Your original type code, however, remains the same. (Again, in theory.)


----------



## OmarFW (Apr 8, 2010)

your type can change, just not with small time influence or sheer willpower alone. a traumatic event can easily change a persons type. maybe not drastically though, a person can't just go from being an INFP to an ESTJ


----------



## Tacos (May 10, 2010)

I was definetly a J when I was younger.
Now I'm a P.

I think its because in school they told us to be organized and all that and when I grew up I began to have more my own opinions and blah blah blah


----------



## Mutatio NOmenis (Jun 22, 2009)

I'm pretty sure that your type can change, but never to a large degree. I used to be somewhat ENFP, then I discovered the joys of solitude. Over time, I gradually became a stronger INTP, although being strongly INTP was always part of me, I just didn't notice until later because I was around people I trusted so often.


----------



## beth x (Mar 4, 2010)

I don't think type can change but development of other functions occur.

After reading about INTJ in early development and showing it to my mother it just makes sense that I have always been INTJ. 

I have been through a several of traumatic events and life changing experiences. I simply strategised around and developed other functions which gave me more understanding of feelings in myself (and others). I have always been this way.


----------



## Vaka (Feb 26, 2010)

I think that as we develop, we are somewhat unstable, but not a different type...I can tell that from an early age, I was definitely ENFP. But I think that I had a lot of conflicts...I had this view of what of what I could be; seeing that I wasn't that, I began to hate myself.In addition to that, I didn't see positive things that could happen, I saw negative things that could happen. At points I would also fall into anal retentive behavior...I would make plans to accomplish insane goals and try and match these idealistic visions I had for myself. I used planning to get around my attention deficit disorder, and that put me through a lot of stress. I actually became the kind of person who couldn't deal with change and who had to have things stay the same. I remember taking the test when I was 14 and getting INFJ...which I am not! lol

I can see how that somewhat coincided with my cognitive functions.
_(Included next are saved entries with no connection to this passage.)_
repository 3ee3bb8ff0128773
//! Root component: session context plus the single greeting route.

use leptos::prelude::*;
use leptos_router::{
    components::{A, Route, Router, Routes},
    path,
};

use crate::components::Footer;
use crate::pages::HomePage;
use crate::state::session::provide_session_context;

#[component]
pub fn App() -> impl IntoView {
    provide_session_context();

    view! {
        <Router>
            <div class="app-container">
                <Routes fallback=|| view! { <NotFound/> }>
                    <Route path=path!("/") view=HomePage/>
                </Routes>
                <Footer/>
            </div>
        </Router>
    }
}

#[component]
fn NotFound() -> impl IntoView {
    view! {
        <div class="main">
            <div>
                <h1 class="title">"404"</h1>
                <div class="description">"La página que buscas no existe."</div>
                <A href="/">
                    <span class="button">"Volver al inicio"</span>
                </A>
            </div>
        </div>
    }
}
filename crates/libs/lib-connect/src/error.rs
//! # Connection Error Taxonomy
//!
//! Errors are split by the collaborator that produced them:
//!
//! - [`ConnectorError`] - the wallet connector could not hand out a provider
//! - [`ClientError`] - the network client failed while querying chain state
//! - [`ConnectError`] - the flow-level taxonomy the orchestrator reports
//!
//! Collaborator errors convert into [`ConnectError`] with `?`, so the handshake
//! reads as a straight line of fallible steps.
//!
//! ## User-facing errors
//!
//! Only [`ConnectError::WrongNetwork`] is meant to reach the user. Every other
//! kind is logged and otherwise swallowed; see [`ConnectError::is_user_facing`].

use thiserror::Error;

/// Convenience type alias for `Result<T, ConnectError>`.
pub type Result<T, E = ConnectError> = std::result::Result<T, E>;

/// Failure of the wallet connector to produce a provider handle.
#[derive(Debug, Clone, PartialEq, Eq, Error)]
pub enum ConnectorError {
    /// The user dismissed or rejected the wallet prompt.
    #[error("request rejected: {0}")]
    Rejected(String),

    /// No wallet provider is installed, or the configured provider kind is disabled.
    #[error("no provider available: {0}")]
    Unavailable(String),
}

/// Failure of the network client (JSON-RPC or response decoding).
#[derive(Debug, Clone, PartialEq, Eq, Error)]
pub enum ClientError {
    /// The node or wallet answered with a JSON-RPC error object.
    #[error("RPC error {code}: {message}")]
    Rpc { code: i64, message: String },

    /// The response did not have the expected shape.
    #[error("invalid response: {0}")]
    InvalidResponse(String),

    /// `eth_accounts` returned an empty list.
    #[error("wallet exposes no accounts")]
    NoAccounts,

    /// The connected chain has no ENS registry.
    #[error("network {0} does not support ENS")]
    EnsUnsupported(u64),

    /// Input was not a 20-byte hex address.
    #[error("invalid address: {0}")]
    InvalidAddress(String),
}

/// Flow-level failure of a connection attempt.
#[derive(Debug, Clone, PartialEq, Eq, Error)]
pub enum ConnectError {
    /// The wallet is on a different chain than the one the app requires.
    #[error("wrong network: expected chain id {expected}, wallet is on {actual}")]
    WrongNetwork { expected: u64, actual: u64 },

    /// The connector failed because the user rejected the request.
    #[error("connection rejected: {0}")]
    ConnectionRejected(String),

    /// The connector found no usable provider.
    #[error("provider unavailable: {0}")]
    ProviderUnavailable(String),

    /// Network id, signer or name queries failed.
    #[error("resolution failure: {0}")]
    Resolution(#[from] ClientError),
}

impl ConnectError {
    /// Whether the rendering layer should tell the user about this failure.
    ///
    /// Rejections and provider problems are deliberately collapsed into a log line.
    pub fn is_user_facing(&self) -> bool {
        matches!(self, ConnectError::WrongNetwork { .. })
    }

    /// Short stable name of the variant, for logs.
    pub fn kind(&self) -> &'static str {
        match self {
            ConnectError::WrongNetwork { .. } => "WrongNetwork",
            ConnectError::ConnectionRejected(_) => "ConnectionRejected",
            ConnectError::ProviderUnavailable(_) => "ProviderUnavailable",
            ConnectError::Resolution(_) => "ResolutionFailure",
        }
    }
}

impl From<ConnectorError> for ConnectError {
    fn from(err: ConnectorError) -> Self {
        match err {
            ConnectorError::Rejected(msg) => ConnectError::ConnectionRejected(msg),
            ConnectorError::Unavailable(msg) => ConnectError::ProviderUnavailable(msg),
        }
    }
}

impl From<serde_json::Error> for ClientError {
    fn from(err: serde_json::Error) -> Self {
        ClientError::InvalidResponse(format!("JSON error: {}", err))
    }
}

impl From<hex::FromHexError> for ClientError {
    fn from(err: hex::FromHexError) -> Self {
        ClientError::InvalidResponse(format!("hex error: {}", err))
    }
}

#[cfg(test)]
mod tests {
    use super::*;

    #[test]
    fn test_connector_error_mapping() {
        let rejected: ConnectError = ConnectorError::Rejected("user closed modal".into()).into();
        assert_eq!(rejected, ConnectError::ConnectionRejected("user closed modal".into()));

        let missing: ConnectError = ConnectorError::Unavailable("no window.ethereum".into()).into();
        assert_eq!(missing.kind(), "ProviderUnavailable");
    }

    #[test]
    fn test_only_wrong_network_is_user_facing() {
        assert!(ConnectError::WrongNetwork { expected: 4, actual: 1 }.is_user_facing());
        assert!(!ConnectError::ConnectionRejected("x".into()).is_user_facing());
        assert!(!ConnectError::ProviderUnavailable("x".into()).is_user_facing());
        assert!(!ConnectError::Resolution(ClientError::NoAccounts).is_user_facing());
    }

    #[test]
    fn test_display() {
        let err = ConnectError::WrongNetwork { expected: 4, actual: 1 };
        assert_eq!(err.to_string(), "wrong network: expected chain id 4, wallet is on 1");

        let err: ConnectError = ClientError::Rpc { code: -32000, message: "boom".into() }.into();
        assert_eq!(err.to_string(), "resolution failure: RPC error -32000: boom");
    }
}
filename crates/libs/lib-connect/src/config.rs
//! # Application Configuration
//!
//! The browser has no process environment, so configuration is read from
//! variables captured at build time (`option_env!`). [`AppConfig::from_vars`]
//! takes any lookup function, which keeps parsing testable.
//!
//! | Variable | Default | Meaning |
//! |---|---|---|
//! | `DAPP_REQUIRED_NETWORK` | `rinkeby` | network name or chain id the wallet must be on |
//! | `DAPP_ALLOW_INJECTED` | `true` | whether browser-extension providers may be used |
//!
//! ## Global Config Access
//!
//! ```rust,no_run
//! use lib_connect::config::{app_config, init_config};
//!
//! init_config().expect("invalid build configuration");
//! let required = app_config().required_network;
//! ```

use std::sync::OnceLock;

use serde::Serialize;
use serde_json::{Map, Value};

use crate::network::Network;

pub const REQUIRED_NETWORK_VAR: &str = "DAPP_REQUIRED_NETWORK";
pub const ALLOW_INJECTED_VAR: &str = "DAPP_ALLOW_INJECTED";

/// Application configuration.
#[derive(Clone, Debug, PartialEq, Eq)]
pub struct AppConfig {
    /// The only network a connection is accepted on.
    pub required_network: Network,

    /// Allow injected (browser-extension) providers such as MetaMask.
    pub allow_injected_provider: bool,
}

impl Default for AppConfig {
    fn default() -> Self {
        Self {
            required_network: Network::Rinkeby,
            allow_injected_provider: true,
        }
    }
}

impl AppConfig {
    /// Build configuration from a variable lookup, falling back to defaults.
    pub fn from_vars<F>(lookup: F) -> Result<Self, String>
    where
        F: Fn(&str) -> Option<String>,
    {
        let defaults = Self::default();

        let required_network = match lookup(REQUIRED_NETWORK_VAR) {
            Some(raw) => raw
                .parse::<Network>()
                .map_err(|e| format!("{} is invalid: {}", REQUIRED_NETWORK_VAR, e))?,
            None => defaults.required_network,
        };

        let allow_injected_provider = match lookup(ALLOW_INJECTED_VAR) {
            Some(raw) => parse_bool(&raw)
                .ok_or_else(|| format!("{} must be true or false, got '{}'", ALLOW_INJECTED_VAR, raw))?,
            None => defaults.allow_injected_provider,
        };

        Ok(Self {
            required_network,
            allow_injected_provider,
        })
    }

    /// Configuration captured from the build environment.
    pub fn from_build_env() -> Result<Self, String> {
        Self::from_vars(|key| match key {
            REQUIRED_NETWORK_VAR => option_env!("DAPP_REQUIRED_NETWORK").map(str::to_string),
            ALLOW_INJECTED_VAR => option_env!("DAPP_ALLOW_INJECTED").map(str::to_string),
            _ => None,
        })
    }

    pub fn validate(&self) -> Result<(), String> {
        if self.required_network.chain_id() == 0 {
            return Err("required network chain id must be non-zero".to_string());
        }

        if !self.allow_injected_provider {
            return Err(format!(
                "{} is false but no other provider kinds are configured",
                ALLOW_INJECTED_VAR
            ));
        }

        Ok(())
    }
}

fn parse_bool(raw: &str) -> Option<bool> {
    match raw.trim().to_ascii_lowercase().as_str() {
        "1" | "true" | "yes" | "on" => Some(true),
        "0" | "false" | "no" | "off" => Some(false),
        _ => None,
    }
}

/// What the wallet connector is configured with for a session.
#[derive(Clone, Debug, PartialEq, Serialize)]
#[serde(rename_all = "camelCase")]
pub struct ConnectorConfig {
    pub required_network: Network,
    /// Extra provider integrations. Always empty: only the injected provider is used.
    pub provider_options: Map<String, Value>,
    pub allow_injected_provider: bool,
}

impl From<&AppConfig> for ConnectorConfig {
    fn from(config: &AppConfig) -> Self {
        Self {
            required_network: config.required_network,
            provider_options: Map::new(),
            allow_injected_provider: config.allow_injected_provider,
        }
    }
}

impl Default for ConnectorConfig {
    fn default() -> Self {
        Self::from(&AppConfig::default())
    }
}

static CONFIG: OnceLock<AppConfig> = OnceLock::new();

/// Load, validate and store the global configuration.
///
/// # Errors
///
/// Returns an error if a variable is malformed, validation fails, or the
/// config was already initialized.
pub fn init_config() -> Result<(), String> {
    let config = AppConfig::from_build_env()?;
    config.validate()?;

    CONFIG
        .set(config)
        .map_err(|_| "Config has already been initialized".to_string())
}

/// The global configuration, or the defaults if [`init_config`] never ran.
pub fn app_config() -> &'static AppConfig {
    CONFIG.get_or_init(AppConfig::default)
}
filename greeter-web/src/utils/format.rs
//! # Text Formatting for the Greeter Page
//!
//! Pure helpers that turn session data into page copy.
//!
//! ## Functions
//!
//! - [`greeting`] - the page title for the current identity
//! - [`wrong_network_notice`] - alert text asking the user to switch networks
//! - [`alert_text`] - alert text for a failed connection, if it warrants one

use lib_connect::{ConnectError, DisplayIdentity, Network};

use super::constants::{COLLECTION_NAME, GREETING_PREFIX, WRONG_NETWORK_NOTICE};

/// Greeting title. The identity is shown verbatim: name, else full address, else nothing.
///
/// # Examples
///
/// ```rust
/// use greeter_web::utils::format::greeting;
/// use lib_connect::DisplayIdentity;
///
/// assert_eq!(
///     greeting(&DisplayIdentity::Name("alice.eth".into())),
///     "Bienvenid@ a Crypto Devs Punks alice.eth!"
/// );
/// ```
pub fn greeting(identity: &DisplayIdentity) -> String {
    format!("{} {} {}!", GREETING_PREFIX, COLLECTION_NAME, identity)
}

/// Ask the user to switch to the chain with `expected` id.
pub fn wrong_network_notice(expected: u64) -> String {
    format!("{} {}", WRONG_NETWORK_NOTICE, Network::from_chain_id(expected).label())
}

/// Alert text for a connection failure. Only a wrong network is worth interrupting the user for.
pub fn alert_text(err: &ConnectError) -> Option<String> {
    match err {
        ConnectError::WrongNetwork { expected, .. } => Some(wrong_network_notice(*expected)),
        _ => None,
    }
}

#[cfg(test)]
mod tests {
    use super::*;
    use lib_connect::ClientError;

    #[test]
    fn test_greeting() {
        assert_eq!(
            greeting(&DisplayIdentity::Name("alice.eth".into())),
            "Bienvenid@ a Crypto Devs Punks alice.eth!"
        );
        assert_eq!(
            greeting(&DisplayIdentity::Address("0xABCDef0000000000000000000000000000001234".into())),
            "Bienvenid@ a Crypto Devs Punks 0xABCDef0000000000000000000000000000001234!"
        );
        assert_eq!(greeting(&DisplayIdentity::Empty), "Bienvenid@ a Crypto Devs Punks !");
    }

    #[test]
    fn test_wrong_network_notice() {
        assert_eq!(wrong_network_notice(4), "Por favor cambia tu red a Rinkeby");
    }

    #[test]
    fn test_alert_text_only_for_wrong_network() {
        let wrong = ConnectError::WrongNetwork { expected: 4, actual: 1 };
        assert_eq!(alert_text(&wrong).as_deref(), Some("Por favor cambia tu red a Rinkeby"));

        assert_eq!(alert_text(&ConnectError::ConnectionRejected("closed".into())), None);
        assert_eq!(alert_text(&ConnectError::Resolution(ClientError::NoAccounts)), None);
    }
}
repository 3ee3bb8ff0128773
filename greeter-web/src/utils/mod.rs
pub mod constants;
pub mod format;
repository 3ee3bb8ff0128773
pub mod session;
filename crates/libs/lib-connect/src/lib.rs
//! # Wallet Connection Library
//!
//! Connects a browser wallet, checks it is on the required network and turns
//! the connected account into something to greet the user with.
//!
//! ## Modules
//!
//! - **[`orchestrator`]**: the connection flow and session state
//! - **[`provider`]**: traits for the wallet connector, network client and JSON-RPC transport
//! - **[`web3`]**: [`NetworkClient`] over raw JSON-RPC, including ENS reverse lookup
//! - **[`ens`]**: namehash and ABI helpers
//! - **[`network`]**: known chains and their ENS registries
//! - **[`config`]**: build-time configuration
//! - **[`error`]**: error taxonomy

pub mod config;
pub mod ens;
pub mod error;
pub mod network;
pub mod orchestrator;
pub mod provider;
pub mod web3;

pub use config::{AppConfig, ConnectorConfig};
pub use error::{ClientError, ConnectError, ConnectorError, Result};
pub use network::Network;
pub use orchestrator::{ConnectOutcome, DisplayIdentity, Orchestrator, SessionState, SkipReason};
pub use provider::{NetworkClient, RpcTransport, Signer, WalletConnector};
pub use web3::{Web3Client, Web3Signer};
//! Page modules - the greeting page only

pub mod home;

pub use home::HomePage;
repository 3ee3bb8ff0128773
//! Injected (EIP-1193) Wallet Integration via wasm-bindgen
//!
//! Binds the provider a browser extension such as MetaMask injects at
//! `window.ethereum` to the `lib-connect` collaborator traits:
//!
//! - [`InjectedConnector`] - the wallet connector (`eth_requestAccounts`)
//! - [`Eip1193Transport`] - JSON-RPC over `provider.request({ method, params })`

use async_trait::async_trait;
use js_sys::Reflect;
use serde::Serialize;
use serde_json::Value;
use wasm_bindgen::prelude::*;

use lib_connect::provider::{RpcTransport, WalletConnector};
use lib_connect::{ClientError, ConnectorConfig, ConnectorError, Web3Client};

/// EIP-1193 "User Rejected Request".
pub const USER_REJECTED: i64 = 4001;
/// JSON-RPC "Internal error", used when a JS error carries no code.
const INTERNAL_ERROR: i64 = -32603;

// ============================================================================
// EIP-1193 PROVIDER (JavaScript Interop)
// ============================================================================

#[wasm_bindgen(inline_js = "
export function injectedProvider() {
    if (typeof window === 'undefined') {
        return null;
    }
    return window.ethereum || null;
}

export async function providerRequest(provider, method, params) {
    return await provider.request({ method: method, params: params });
}
")]
extern "C" {
    /// The injected provider, if a wallet extension is installed
    #[wasm_bindgen(js_name = injectedProvider)]
    fn injected_provider() -> Option<JsValue>;

    /// Send one JSON-RPC request through the provider
    #[wasm_bindgen(js_name = providerRequest, catch)]
    async fn provider_request(provider: &JsValue, method: &str, params: JsValue) -> Result<JsValue, JsValue>;
}

/// Turn a rejected `provider.request` promise into an RPC error.
fn rpc_error(err: &JsValue) -> ClientError {
    let code = Reflect::get(err, &JsValue::from_str("code"))
        .ok()
        .and_then(|v| v.as_f64())
        .map(|c| c as i64)
        .unwrap_or(INTERNAL_ERROR);

    let message = Reflect::get(err, &JsValue::from_str("message"))
        .ok()
        .and_then(|v| v.as_string())
        .or_else(|| err.as_string())
        .unwrap_or_else(|| format!("{:?}", err));

    ClientError::Rpc { code, message }
}

// ============================================================================
// TRANSPORT
// ============================================================================

/// JSON-RPC transport over an injected provider object.
pub struct Eip1193Transport {
    provider: JsValue,
}

#[async_trait(?Send)]
impl RpcTransport for Eip1193Transport {
    async fn request(&self, method: &str, params: Value) -> Result<Value, ClientError> {
        let params = params
            .serialize(&serde_wasm_bindgen::Serializer::json_compatible())
            .map_err(|e| ClientError::InvalidResponse(format!("cannot encode params: {}", e)))?;

        let result = provider_request(&self.provider, method, params)
            .await
            .map_err(|e| rpc_error(&e))?;

        serde_wasm_bindgen::from_value(result)
            .map_err(|e| ClientError::InvalidResponse(format!("{} returned {}", method, e)))
    }
}

// ============================================================================
// CONNECTOR
// ============================================================================

/// Provider handle handed out after the user approved the connection.
pub struct InjectedProvider {
    inner: JsValue,
}

/// Wallet connector for browser-extension wallets.
#[derive(Default)]
pub struct InjectedConnector;

#[async_trait(?Send)]
impl WalletConnector for InjectedConnector {
    type Provider = InjectedProvider;
    type Client = Web3Client<Eip1193Transport>;

    async fn connect(&self, config: &ConnectorConfig) -> Result<Self::Provider, ConnectorError> {
        if !config.allow_injected_provider {
            return Err(ConnectorError::Unavailable(
                "injected providers are disabled".to_string(),
            ));
        }

        let provider = injected_provider().ok_or_else(|| {
            ConnectorError::Unavailable("no injected wallet found at window.ethereum".to_string())
        })?;

        log::debug!("Requesting accounts for {}", config.required_network);
        provider_request(&provider, "eth_requestAccounts", js_sys::Array::new().into())
            .await
            .map_err(|e| match rpc_error(&e) {
                ClientError::Rpc { code: USER_REJECTED, message } => {
                    ConnectorError::Rejected(format!("{} (code {})", message, USER_REJECTED))
                }
                other => ConnectorError::Rejected(other.to_string()),
            })?;

        Ok(InjectedProvider { inner: provider })
    }

    fn client(&self, provider: Self::Provider) -> Self::Client {
        Web3Client::new(Eip1193Transport {
            provider: provider.inner,
        })
    }
}

// ============================================================================
// NOTIFICATION
// ============================================================================

/// Blocking `window.alert`.
pub fn alert(message: &str) {
    let Some(window) = web_sys::window() else {
        log::error!("No window available for alert: {}", message);
        return;
    };
    if let Err(e) = window.alert_with_message(message) {
        log::error!("Failed to show alert: {:?}", e);
    }
}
I think it's like what two people above me said, the addition of cognitive functions, but also gaining better command over them.

I do know that I always had extroverted intuition as my dominant function...


----------



## HannibalLecter (Apr 18, 2010)

I disagree.
I'm certain that, given time and resources, I could change my type.


----------



## Vaka (Feb 26, 2010)

I don't think you can change your type...you can change your behavior, but depending on how drastically you change it, it could make you go crazy lol
It can't feel right...


----------



## Linnifae (Nov 13, 2009)

Looking back I was always an ENFP but I used to be super E and now I'm a milder E. Also I think my N got weaker. MY F & P have definitely stayed in tact.


----------



## HannibalLecter (Apr 18, 2010)

Take Scrooge (yeah, I know, he's a fictional character), for instance. His life - presumable his type - completely changes after his 'experience'.
This 'change' is comparable to a religious conversion; it _does_ occur, but just how 'deep' is the change?


----------



## Vaka (Feb 26, 2010)

That doesn't mean his type changed. His behavior changed but it's hard to judge someone's type based on that. And wouldn't it also be possible, in a situation like that, that the person was not acting the way they really were inside and that a life change could open their eyes up to who they really are?


----------



## OmarFW (Apr 8, 2010)

HannibalLecter said:


> Take Scrooge (yeah, I know, he's a fictional character), for instance. His life - presumable his type - completely changes after his 'experience'.
> This 'change' is comparable to a religious conversion; it _does_ occur, but just how 'deep' is the change?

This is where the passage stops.